MARYLAND CASUALTY CO. v. COBB et al.

No. 10190.Circuit Court of Appeals, Fifth Circuit.
November 25, 1942. Rehearing Denied January 6, 1943.

Appeal from the District Court of the United States for the Northern District of Texas; Wm. H. Atwell, Judge.

Suit for workmen’s compensation by Gussie Riehl Cobb and husband against the Maryland Casualty Company. From a judgment for plaintiffs, defendant appeals.

Affirmed.

Lloyd Kerr, of San Angelo, Tex., for appellant.

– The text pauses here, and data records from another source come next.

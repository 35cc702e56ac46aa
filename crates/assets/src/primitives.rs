//! Procedural meshes: unit cube, height-mapped terrain grid, fullscreen quad.

use crate::{ImageData, MeshData};

/// Axis-aligned cube centred at the origin with per-face normals and uvs.
pub fn cube(size: f32) -> MeshData {
    let p = size * 0.5;
    // Each face lists its corners bottom-left, bottom-right, top-right,
    // top-left as seen from outside the cube.
    #[rustfmt::skip]
    let faces: [([f32; 3], [[f32; 3]; 4]); 6] = [
        ([0.0, 0.0, 1.0],  [[-p, -p,  p], [ p, -p,  p], [ p,  p,  p], [-p,  p,  p]]),
        ([0.0, 0.0, -1.0], [[ p, -p, -p], [-p, -p, -p], [-p,  p, -p], [ p,  p, -p]]),
        ([1.0, 0.0, 0.0],  [[ p, -p,  p], [ p, -p, -p], [ p,  p, -p], [ p,  p,  p]]),
        ([-1.0, 0.0, 0.0], [[-p, -p, -p], [-p, -p,  p], [-p,  p,  p], [-p,  p, -p]]),
        ([0.0, 1.0, 0.0],  [[-p,  p,  p], [ p,  p,  p], [ p,  p, -p], [-p,  p, -p]]),
        ([0.0, -1.0, 0.0], [[-p, -p, -p], [ p, -p, -p], [ p, -p,  p], [-p, -p,  p]]),
    ];
    let corner_uvs = [[0.0, 1.0], [1.0, 1.0], [1.0, 0.0], [0.0, 0.0]];

    let mut mesh = MeshData {
        name: "cube".into(),
        ..Default::default()
    };
    for (normal, corners) in faces {
        let base = mesh.positions.len() as u32;
        mesh.positions.extend(corners);
        mesh.normals.extend([normal; 4]);
        mesh.uvs.extend(corner_uvs);
        mesh.indices
            .extend([base, base + 1, base + 2, base + 2, base + 3, base]);
    }
    mesh
}

/// Terrain grid dimensions.
#[derive(Debug, Clone, Copy, PartialEq)]
pub struct TerrainParams {
    /// Extent along X.
    pub width: f32,
    /// Extent along Z.
    pub depth: f32,
    pub columns: u32,
    pub rows: u32,
    /// Height of a white height-map texel.
    pub max_height: f32,
}

impl Default for TerrainParams {
    fn default() -> Self {
        Self {
            width: 10.0,
            depth: 10.0,
            columns: 50,
            rows: 50,
            max_height: 5.0,
        }
    }
}

/// Grid on the XZ plane centred at the origin, optionally displaced along +Y
/// by the luminance of `heightmap`.
pub fn terrain(params: TerrainParams, heightmap: Option<&ImageData>) -> MeshData {
    let columns = params.columns.max(1);
    let rows = params.rows.max(1);
    let mut mesh = MeshData {
        name: "terrain".into(),
        ..Default::default()
    };

    for iz in 0..=rows {
        let v = iz as f32 / rows as f32;
        for ix in 0..=columns {
            let u = ix as f32 / columns as f32;
            let height = heightmap.map_or(0.0, |h| h.luminance_at(u, v) * params.max_height);
            mesh.positions.push([
                (u - 0.5) * params.width,
                height,
                (v - 0.5) * params.depth,
            ]);
            mesh.uvs.push([u, v]);
        }
    }

    let stride = columns + 1;
    for iz in 0..rows {
        for ix in 0..columns {
            let a = ix + stride * iz;
            let b = ix + stride * (iz + 1);
            let c = (ix + 1) + stride * (iz + 1);
            let d = (ix + 1) + stride * iz;
            mesh.indices.extend([a, b, d, b, c, d]);
        }
    }

    mesh.compute_normals();
    mesh
}

/// Two triangles covering clip space. Uvs put (0, 0) at the top-left.
pub fn fullscreen_quad() -> MeshData {
    MeshData {
        name: "fullscreen_quad".into(),
        positions: vec![
            [1.0, -1.0, 0.0],
            [1.0, 1.0, 0.0],
            [-1.0, 1.0, 0.0],
            [-1.0, 1.0, 0.0],
            [-1.0, -1.0, 0.0],
            [1.0, -1.0, 0.0],
        ],
        normals: Vec::new(),
        uvs: vec![
            [1.0, 1.0],
            [1.0, 0.0],
            [0.0, 0.0],
            [0.0, 0.0],
            [0.0, 1.0],
            [1.0, 1.0],
        ],
        indices: (0..6).collect(),
    }
}

#[cfg(test)]
mod tests {
    use super::*;
    use glam::Vec3;

    #[test]
    fn cube_layout() {
        let mesh = cube(1.0);
        assert_eq!(mesh.vertex_count(), 24);
        assert_eq!(mesh.indices.len(), 36);
        mesh.validate().unwrap();
        let (min, max) = mesh.bounds().unwrap();
        assert_eq!(min, Vec3::splat(-0.5));
        assert_eq!(max, Vec3::splat(0.5));
    }

    #[test]
    fn cube_winding_matches_face_normals() {
        let mesh = cube(2.0);
        for tri in mesh.indices.chunks_exact(3) {
            let p: Vec<Vec3> = tri
                .iter()
                .map(|&i| Vec3::from_array(mesh.positions[i as usize]))
                .collect();
            let face = (p[1] - p[0]).cross(p[2] - p[0]).normalize();
            let normal = Vec3::from_array(mesh.normals[tri[0] as usize]);
            assert!(face.dot(normal) > 0.99, "face {face} vs normal {normal}");
        }
    }

    #[test]
    fn flat_terrain_faces_up() {
        let params = TerrainParams {
            columns: 4,
            rows: 3,
            ..TerrainParams::default()
        };
        let mesh = terrain(params, None);
        assert_eq!(mesh.vertex_count(), 5 * 4);
        assert_eq!(mesh.triangle_count(), 4 * 3 * 2);
        mesh.validate().unwrap();
        for n in &mesh.normals {
            assert!((Vec3::from_array(*n) - Vec3::Y).length() < 1e-5);
        }
        let (min, max) = mesh.bounds().unwrap();
        assert_eq!(min, Vec3::new(-5.0, 0.0, -5.0));
        assert_eq!(max, Vec3::new(5.0, 0.0, 5.0));
    }

    #[test]
    fn white_heightmap_lifts_to_max_height() {
        let heightmap = ImageData::solid([255, 255, 255, 255]);
        let mesh = terrain(TerrainParams::default(), Some(&heightmap));
        assert!(mesh.positions.iter().all(|p| (p[1] - 5.0).abs() < 1e-4));
    }

    #[test]
    fn fullscreen_quad_covers_clip_space() {
        let quad = fullscreen_quad();
        let (min, max) = quad.bounds().unwrap();
        assert_eq!((min.x, min.y, max.x, max.y), (-1.0, -1.0, 1.0, 1.0));
        // Top-left corner of the screen samples the texture origin.
        let i = quad
            .positions
            .iter()
            .position(|p| *p == [-1.0, 1.0, 0.0])
            .unwrap();
        assert_eq!(quad.uvs[i], [0.0, 0.0]);
    }
}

Robert P. Brown, of San Angelo, Tex., and Henry D. Akin, of Dallas, Tex., for appellees.

Page 604

Before HUTCHESON, HOLMES, and McCORD, Circuit Judges.

McCORD, Circuit Judge.

Gussie Riehl Cobb was injured on October 22, 1938, while working in the course of her employment as a waitress at the Cactus Hotel in San Angelo, Texas. Suit for workmen’s compensation benefits against Maryland Casualty Company, the employer’s insurance carrier, resulted in verdict and judgment for the injured employee. Maryland Casualty Company has appealed, contending that the court erred in refusing its request for a directed verdict “because the record shows no good cause for the delay, from October 22, 1938, (the date of the injury) to December 18, 1940, in the filing of a claim for compensation with the Industrial Accident Board of the State of Texas”.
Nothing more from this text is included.